Inoltre, in quegli anni, la corte borbonica ospitò tre medici omeopati di grande fama che grazie alla loro professionalità contribuirono alla diffusione di questa metodica terapeutica sul territorio. Si trattava di Necker di Melnik , che si era convinto ad abbandonare la corte napoletana, lo Schmit e un certo Attomyr, che aveva abbandonato Vienna a causa dell’avversione verso le cure omeopatiche da parte della Facoltà Medica.
La “non-apertura” del primo Ospedale Omiopatico
Il 20 ottobre 1829 l’entusiasmo del Duca per questa terapia lo portò a decretare l’apertura di un “Ospedale Omiopatico”, separato ma dipendente dalla Direzione dei Reali Ospizi e Ospedali del Ducato.
Il numero dei pazienti da accogliere fu limitato a 12, 6 uomini e 6 donne, dando preferenza ai pazienti meno abbienti e a quelli affetti da malattie acute.

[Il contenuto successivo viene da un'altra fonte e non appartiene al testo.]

use serde::Serialize;
use serde_json::Value;

use crate::error::{PiError, PiResult};

/// Caller-built payment data in the bank's V3 format.
///
/// Only `creditor.bic` is interpreted locally (it routes the request); the rest
/// is sent as-is.
#[derive(Debug, Clone, PartialEq, Serialize)]
#[serde(transparent)]
pub struct PaymentInitiationRequest {
    body: Value,
}

impl PaymentInitiationRequest {
    pub fn new(body: Value) -> PiResult<Self> {
        match body.pointer("/creditor/bic") {
            Some(Value::String(bic)) if !bic.trim().is_empty() => Ok(Self { body }),
            Some(_) => Err(PiError::InvalidRequest(
                "creditor.bic must be a non-empty string".to_string(),
            )),
            None => Err(PiError::InvalidRequest("creditor.bic is required".to_string())),
        }
    }

    pub fn creditor_bic(&self) -> &str {
        self.body
            .pointer("/creditor/bic")
            .and_then(Value::as_str)
            .unwrap_or_default()
    }

    pub fn body(&self) -> &Value {
        &self.body
    }

    pub fn into_body(self) -> Value {
        self.body
    }
}

impl TryFrom<Value> for PaymentInitiationRequest {
    type Error = PiError;

    fn try_from(value: Value) -> PiResult<Self> {
        Self::new(value)
    }
}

Il personale comprendeva oltre al medico direttore, un medico assistente, due infermieri, due infermiere, un cuoco e un guardia-portone, similarmente a quanto predisposto per gli altri ospedali del Ducato.
Fu nominato direttore Antonio Schmit, mentre come suo assistente il dottor Domenico Nuccorini.
Nonostante il solerte impegno del Duca, a un anno dalla sua fondazione l’Ospedale ancora non era attivo e di fatto non venne mai aperto.
Allo stato delle ricerche le ragioni di ciò sono ancora sconosciute, ma probabilmente sono da attribuire alle infelici notizie giunte da Napoli; infatti, a causa della morte di un paziente, gli esperimenti in ambito ospedaliero furono sospesi.
Nonostante ciò il Duca e la sua famiglia rimasero fedeli all’Omeopatia e, dopo la partenza dalla Corte di Schmit e Necker, chiamarono Centamori, famoso omeopata di Roma.
Consolidamento dell’Omeopatia a Firenze
Fu però a Firenze che, nei primi anni della seconda metà del XIX sec., l’Omeopatia si organizzò su solide basi.
Tra il 1855 e il 1856 vennero fondati tre dispensari, ovvero istituzione di pubblica assistenza per il trattamento medico gratuito:
- quello Omeopatico Francese, sotto la guida del dottor Isidore Sollier;
- quello Omeopatico Italiano, con a capo il dottor Paolo Morello (1809-1873);
- quello Toscano, prima sotto la direzione del prof. Giovanni Ettore Mengozzi e poi gestito dal dottor Giorgio Caramelli.
Anche in Toscana, come in altri luoghi, lo sviluppo della terapia omeopatica fu connesso allo sviluppo delle farmacie omeopatiche.
Nel 1854 un Rescritto granducale concesse l’apertura della Farmacia Omeopatica Italiana, cui seguì quella della Farmacia Omeopatica Centrale e quella annessa al Dispensario Francese. Purtroppo la vita di queste farmacie fu, prima dell’Unità, abbastanza difficile in quanto spesso osteggiate dalle autorità, come testimonia l’episodio della momentanea chiusura di esse da parte dell’Autorità prefettizia nel 1857.